State assessments seem to test which students are good at test-taking strategies and skills rather than if they learned information from the time they took their previous assessment. Therefore, you can’t use these tests to see what students learn when they get one shot on a test that is usually strategy-based. 

A student could have had a bad night before the test, didn’t get enough sleep, or forgot to eat breakfast and could have had many more problems leading up to the test. These problems all could have effects on the student’s test scores which don’t show the true skills of the student or true improvement.  

Another flaw in these assessments is that not enough students try their best on these tests to truly make them accurate. There is no incentive if a student does well and there is no type of punishment if a student does not do adequately. Therefore, most students aren’t going to give it their all to get a good score on these assessments which devalues the assessment. 

On the other hand, teachers can use these tests to see where to place students in certain classes based on their scores. That could be helpful for teachers to use that but yet again, it is just one test score and that seems unfair to base off of just that. According to the National Education Association, 70% of educators say that state assessments are not developmentally appropriate. Therefore, even most teachers aren’t big fans of the state assessments anyways. 

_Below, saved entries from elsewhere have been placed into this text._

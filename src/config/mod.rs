//! Configuration management for newsloom
//!
//! Settings load from a TOML file (every section and field optional) and are
//! then overridden by `NEWSLOOM_*` environment variables.

use anyhow::{Context, Result};
use serde::{Deserialize, Serialize};
use std::path::{Path, PathBuf};
use std::time::Duration;

use crate::llm::{LlmConfig, ProviderKind};
use crate::pipeline::discover::DEFAULT_SEARCH_URL;
use crate::pipeline::{DiscoverConfig, OrchestratorConfig, TimeRange};
use crate::storage::SuccessPolicy;

/// Config file looked up in the working directory when none is given
pub const DEFAULT_CONFIG_FILE: &str = "newsloom.toml";

/// Main configuration structure
#[derive(Debug, Clone, Default, Serialize, Deserialize, PartialEq)]
#[serde(default)]
pub struct Config {
    /// Extraction and rewrite pipeline
    pub rewrite: RewriteConfig,

    /// News search feed
    pub search: SearchConfig,

    /// Scheduled publishing
    pub publish: PublishConfig,

    /// State persistence
    pub storage: StorageConfig,

    /// Logging configuration
    pub logging: LoggingConfig,
}

/// Pipeline configuration
#[derive(Debug, Clone, Serialize, Deserialize, PartialEq)]
#[serde(default)]
pub struct RewriteConfig {
    /// Rewrite provider (gemini, groq, huggingface)
    pub provider: String,

    /// Model name; provider default when unset
    pub model: Option<String>,

    /// Alternative provider endpoint
    pub base_url: Option<String>,

    /// Queue stored articles for publishing
    pub auto_enqueue: bool,

    /// Key rotations allowed per article after quota errors
    pub max_key_rotations: u32,

    pub rotation_backoff_ms: u64,
    pub success_delay_ms: u64,
    pub failure_delay_ms: u64,

    /// Rewrite request timeout in seconds
    pub request_timeout_secs: u64,

    /// Article fetch timeout in seconds
    pub extract_timeout_secs: u64,

    pub max_tokens: u32,
    pub temperature: f32,
}

impl Default for RewriteConfig {
    fn default() -> Self {
        Self {
            provider: String::from("gemini"),
            model: None,
            base_url: None,
            auto_enqueue: true,
            max_key_rotations: 3,
            rotation_backoff_ms: 1000,
            success_delay_ms: 1500,
            failure_delay_ms: 500,
            request_timeout_secs: 60,
            extract_timeout_secs: 30,
            max_tokens: 4096,
            temperature: 0.8,
        }
    }
}

/// News search configuration
#[derive(Debug, Clone, Serialize, Deserialize, PartialEq)]
#[serde(default)]
pub struct SearchConfig {
    /// Search feed host
    pub base_url: String,

    /// Feed language (`hl`)
    pub language: String,

    /// Feed country (`gl`)
    pub country: String,

    /// Results kept per search
    pub max_results: usize,

    /// Range used when `--range` is not given
    pub default_range: String,

    pub request_timeout_secs: u64,
}

impl Default for SearchConfig {
    fn default() -> Self {
        Self {
            base_url: DEFAULT_SEARCH_URL.to_string(),
            language: String::from("ar"),
            country: String::from("EG"),
            max_results: 10,
            default_range: String::from("24h"),
            request_timeout_secs: 30,
        }
    }
}

/// Publishing configuration
#[derive(Debug, Clone, Serialize, Deserialize, PartialEq)]
#[serde(default)]
pub struct PublishConfig {
    /// Minutes between scheduled posts
    pub interval_minutes: u64,

    /// Platform request timeout in seconds
    pub request_timeout_secs: u64,

    /// How per-account results resolve a post
    pub success_policy: SuccessPolicy,
}

impl Default for PublishConfig {
    fn default() -> Self {
        Self {
            interval_minutes: 5,
            request_timeout_secs: 30,
            success_policy: SuccessPolicy::Any,
        }
    }
}

/// Storage configuration
#[derive(Debug, Clone, Serialize, Deserialize, PartialEq)]
#[serde(default)]
pub struct StorageConfig {
    /// Directory holding `state.json`
    pub data_dir: PathBuf,

    /// Archive items kept on save
    pub archive_limit: usize,
}

impl Default for StorageConfig {
    fn default() -> Self {
        Self {
            data_dir: PathBuf::from("data"),
            archive_limit: 1000,
        }
    }
}

/// Logging configuration
#[derive(Debug, Clone, Serialize, Deserialize, PartialEq)]
#[serde(default)]
pub struct LoggingConfig {
    /// Log level (trace, debug, info, warn, error)
    pub level: String,

    /// Log format (text, json)
    pub format: String,
}

impl Default for LoggingConfig {
    fn default() -> Self {
        Self {
            level: String::from("info"),
            format: String::from("text"),
        }
    }
}

fn env_parse<T: std::str::FromStr>(key: &str) -> Option<T> {
    std::env::var(key).ok().and_then(|v| v.parse::<T>().ok())
}

impl Config {
    /// Defaults with environment overrides applied
    pub fn from_env() -> Result<Self> {
        let mut config = Self::default();
        config.apply_env();
        Ok(config)
    }

    /// Load configuration from a file
    pub fn from_file(path: &Path) -> Result<Self> {
        let content = std::fs::read_to_string(path)
            .with_context(|| format!("Failed to read config file: {}", path.display()))?;

        let config: Self = toml::from_str(&content)
            .with_context(|| format!("Failed to parse TOML config file: {}", path.display()))?;

        Ok(config)
    }

    /// Resolve the effective configuration: the given file, else
    /// `newsloom.toml` if present, else defaults; then environment overrides.
    pub fn load(path: Option<&Path>) -> Result<Self> {
        let mut config = match path {
            Some(path) => Self::from_file(path)?,
            None if Path::new(DEFAULT_CONFIG_FILE).exists() => {
                Self::from_file(Path::new(DEFAULT_CONFIG_FILE))?
            }
            None => Self::default(),
        };
        config.apply_env();
        config.validate()?;
        Ok(config)
    }

    /// Override fields from `NEWSLOOM_*` variables; unparsable values are ignored
    pub fn apply_env(&mut self) {
        if let Ok(provider) = std::env::var("NEWSLOOM_PROVIDER") {
            self.rewrite.provider = provider;
        }
        if let Ok(model) = std::env::var("NEWSLOOM_MODEL") {
            self.rewrite.model = Some(model);
        }
        if let Some(auto) = env_parse("NEWSLOOM_AUTO_ENQUEUE") {
            self.rewrite.auto_enqueue = auto;
        }
        if let Some(rotations) = env_parse("NEWSLOOM_MAX_KEY_ROTATIONS") {
            self.rewrite.max_key_rotations = rotations;
        }
        if let Some(max) = env_parse("NEWSLOOM_MAX_RESULTS") {
            self.search.max_results = max;
        }
        if let Some(interval) = env_parse("NEWSLOOM_PUBLISH_INTERVAL") {
            self.publish.interval_minutes = interval;
        }
        if let Ok(dir) = std::env::var("NEWSLOOM_DATA_DIR") {
            self.storage.data_dir = PathBuf::from(dir);
        }
        if let Some(limit) = env_parse("NEWSLOOM_ARCHIVE_LIMIT") {
            self.storage.archive_limit = limit;
        }
        if let Ok(level) = std::env::var("NEWSLOOM_LOG_LEVEL") {
            self.logging.level = level;
        }
        if let Ok(format) = std::env::var("NEWSLOOM_LOG_FORMAT") {
            self.logging.format = format;
        }
    }

    /// Validate configuration values
    pub fn validate(&self) -> Result<()> {
        self.provider()?;

        if self.publish.interval_minutes == 0 {
            anyhow::bail!("publish.interval_minutes must be at least 1");
        }

        if self.rewrite.request_timeout_secs == 0
            || self.rewrite.extract_timeout_secs == 0
            || self.publish.request_timeout_secs == 0
            || self.search.request_timeout_secs == 0
        {
            anyhow::bail!("request timeouts must be greater than 0");
        }

        if self.rewrite.max_tokens == 0 {
            anyhow::bail!("rewrite.max_tokens must be greater than 0");
        }

        if !(0.0..=2.0).contains(&self.rewrite.temperature) {
            anyhow::bail!("rewrite.temperature must be between 0 and 2");
        }

        if self.search.max_results == 0 {
            anyhow::bail!("search.max_results must be greater than 0");
        }

        if TimeRange::from_label(&self.search.default_range) == TimeRange::Unspecified {
            anyhow::bail!(
                "search.default_range must be one of 1h, 2h, 6h, 12h, 24h, 7d, 30d"
            );
        }

        if self.storage.archive_limit == 0 {
            anyhow::bail!("storage.archive_limit must be greater than 0");
        }

        if !matches!(self.logging.format.as_str(), "text" | "json") {
            anyhow::bail!("logging.format must be \"text\" or \"json\"");
        }

        Ok(())
    }

    pub fn provider(&self) -> Result<ProviderKind> {
        self.rewrite
            .provider
            .parse()
            .with_context(|| format!("Unknown rewrite provider: {}", self.rewrite.provider))
    }

    /// Get the publish interval as Duration
    #[must_use]
    pub fn publish_interval(&self) -> Duration {
        Duration::from_secs(self.publish.interval_minutes * 60)
    }

    #[must_use]
    pub fn publish_timeout(&self) -> Duration {
        Duration::from_secs(self.publish.request_timeout_secs)
    }

    #[must_use]
    pub fn extract_timeout(&self) -> Duration {
        Duration::from_secs(self.rewrite.extract_timeout_secs)
    }

    /// Rewriter settings
    pub fn llm_config(&self) -> Result<LlmConfig> {
        Ok(LlmConfig {
            provider: self.provider()?,
            base_url: self.rewrite.base_url.clone(),
            timeout_secs: self.rewrite.request_timeout_secs,
            max_tokens: self.rewrite.max_tokens,
            temperature: self.rewrite.temperature,
        })
    }

    /// Search feed settings; `max_results` overrides the configured cap
    #[must_use]
    pub fn discover_config(&self, max_results: Option<usize>) -> DiscoverConfig {
        DiscoverConfig {
            base_url: self.search.base_url.clone(),
            language: self.search.language.clone(),
            country: self.search.country.clone(),
            max_results: max_results.unwrap_or(self.search.max_results),
            timeout: Duration::from_secs(self.search.request_timeout_secs),
        }
    }

    /// Orchestrator settings; excluded domains come from persisted state
    pub fn orchestrator_config(&self, excluded_domains: Vec<String>) -> Result<OrchestratorConfig> {
        Ok(OrchestratorConfig {
            provider: self.provider()?.id().to_string(),
            model: self.rewrite.model.clone(),
            auto_enqueue: self.rewrite.auto_enqueue,
            max_key_rotations: self.rewrite.max_key_rotations,
            rotation_backoff: Duration::from_millis(self.rewrite.rotation_backoff_ms),
            success_delay: Duration::from_millis(self.rewrite.success_delay_ms),
            failure_delay: Duration::from_millis(self.rewrite.failure_delay_ms),
            excluded_domains,
        })
    }
}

Instead of having students take this singular test to see the education they have received, there should either be a series of tests or just look through the student’s work ethic and grades throughout the year and evaluate based on that.   

If you look at a student’s school work in their class throughout the year, you can get a better understanding of their overall improvement in the class. You have multiple assignments and tests to base this information on rather than just one assessment given by the state. With this information right in front of us, it is time to do away with the state assessments as they hold no true value or purpose.